§ **Exercise material**
┄┄┄┄┄┄┄┄┄┄┄┄┄┄┄┄┄┄┄┄

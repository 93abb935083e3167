//! dm-core: stable foundation for dagman.
//!
//! Contains:
//! - ids (node identifiers shared by every crate)
//! - value (the integer type carried along edges + float narrowing)
//! - error (shared error types)

pub mod error;
pub mod ids;
pub mod value;

// Re-exports: nice ergonomics for downstream crates
pub use error::{CoreError, CoreResult};
pub use ids::NodeId;
pub use value::*;
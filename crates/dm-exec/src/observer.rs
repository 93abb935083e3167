//! Per-node diagnostic hook.

use dm_core::{NodeId, Value};

/// One executed node.
#[derive(Debug, Clone, Copy, PartialEq, Eq)]
pub struct NodeEvent<'a> {
    pub node: &'a NodeId,
    pub operation: &'a str,
    pub inputs: &'a [Value],
    pub output: Value,
}

/// Receives an event after every successfully executed node.
///
/// `Sync` because the parallel engine calls it from worker threads.
pub trait NodeObserver: Sync {
    fn node_executed(&self, event: &NodeEvent<'_>);
}

impl<F> NodeObserver for F
where
    F: Fn(&NodeEvent<'_>) + Sync,
{
    fn node_executed(&self, event: &NodeEvent<'_>) {
        self(event)
    }
}

/// Ignores every event.
#[derive(Debug, Clone, Copy, Default)]
pub struct NoopObserver;

impl NodeObserver for NoopObserver {
    fn node_executed(&self, _event: &NodeEvent<'_>) {}
}

/// Emits an `info` tracing event per node.
#[derive(Debug, Clone, Copy, Default)]
pub struct TracingObserver;

impl NodeObserver for TracingObserver {
    fn node_executed(&self, event: &NodeEvent<'_>) {
        tracing::info!(
            node = %event.node,
            operation = event.operation,
            inputs = ?event.inputs,
            output = event.output,
            "executed node"
        );
    }
}

#[cfg(test)]
mod tests {
    use super::*;
    use dm_graph::GraphBuilder;
    use std::io::{self, Write};
    use std::sync::{Arc, Mutex};

    #[test]
    fn closures_are_observers() {
        let seen = Mutex::new(Vec::new());
        let observer = |event: &NodeEvent<'_>| {
            seen.lock().unwrap().push((event.node.to_string(), event.output));
        };

        let node = NodeId::new("R").unwrap();
        observer.node_executed(&NodeEvent {
            node: &node,
            operation: "add 5",
            inputs: &[10],
            output: 15,
        });

        assert_eq!(seen.into_inner().unwrap(), [("R".to_string(), 15)]);
    }

    #[derive(Clone, Default)]
    struct Capture(Arc<Mutex<Vec<u8>>>);

    impl Write for Capture {
        fn write(&mut self, buf: &[u8]) -> io::Result<usize> {
            self.0.lock().unwrap().extend_from_slice(buf);
            Ok(buf.len())
        }

        fn flush(&mut self) -> io::Result<()> {
            Ok(())
        }
    }

    #[test]
    fn tracing_observer_logs_every_node() {
        let mut builder = GraphBuilder::new();
        builder
            .add_node("R", "add 1")
            .add_node("A", "multiply 3")
            .add_node("L", "sum");
        builder
            .add_transition("R", "A")
            .add_transition("R", "L")
            .add_transition("A", "L");
        let graph = builder.build().unwrap();
        let order = dm_graph::sort::topological_order(&graph).unwrap();

        let capture = Capture::default();
        let writer = capture.clone();
        let subscriber = tracing_subscriber::fmt()
            .with_max_level(tracing::Level::INFO)
            .with_ansi(false)
            .with_writer(move || writer.clone())
            .finish();

        let outputs = tracing::subscriber::with_default(subscriber, || {
            crate::Engine::with_builtins().run_observed(
                &graph,
                &order,
                &NodeId::new("R").unwrap(),
                2,
                &TracingObserver,
            )
        })
        .unwrap();
        assert_eq!(outputs.get("L"), Some(12));

        let log = String::from_utf8(capture.0.lock().unwrap().clone()).unwrap();
        let lines: Vec<&str> = log.lines().filter(|l| l.contains("executed node")).collect();
        assert_eq!(lines.len(), 3, "{log}");
        assert!(lines[0].contains("node=R"), "{log}");
        assert!(lines[2].contains("node=L"), "{log}");
        assert!(lines[2].contains("inputs=[3, 9]"), "{log}");
        assert!(lines[2].contains("output=12"), "{log}");
    }
}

┄┄┄┄┄┄┄┄┄┄┄┄┄┄┄┄┄┄┄┄

§ **Task statement**
All lines in the entries above that include "lock" should be found and copied.

§ **Task response**
            seen.lock().unwrap().push((event.node.to_string(), event.output));
            self.0.lock().unwrap().extend_from_slice(buf);
        let log = String::from_utf8(capture.0.lock().unwrap().clone()).unwrap();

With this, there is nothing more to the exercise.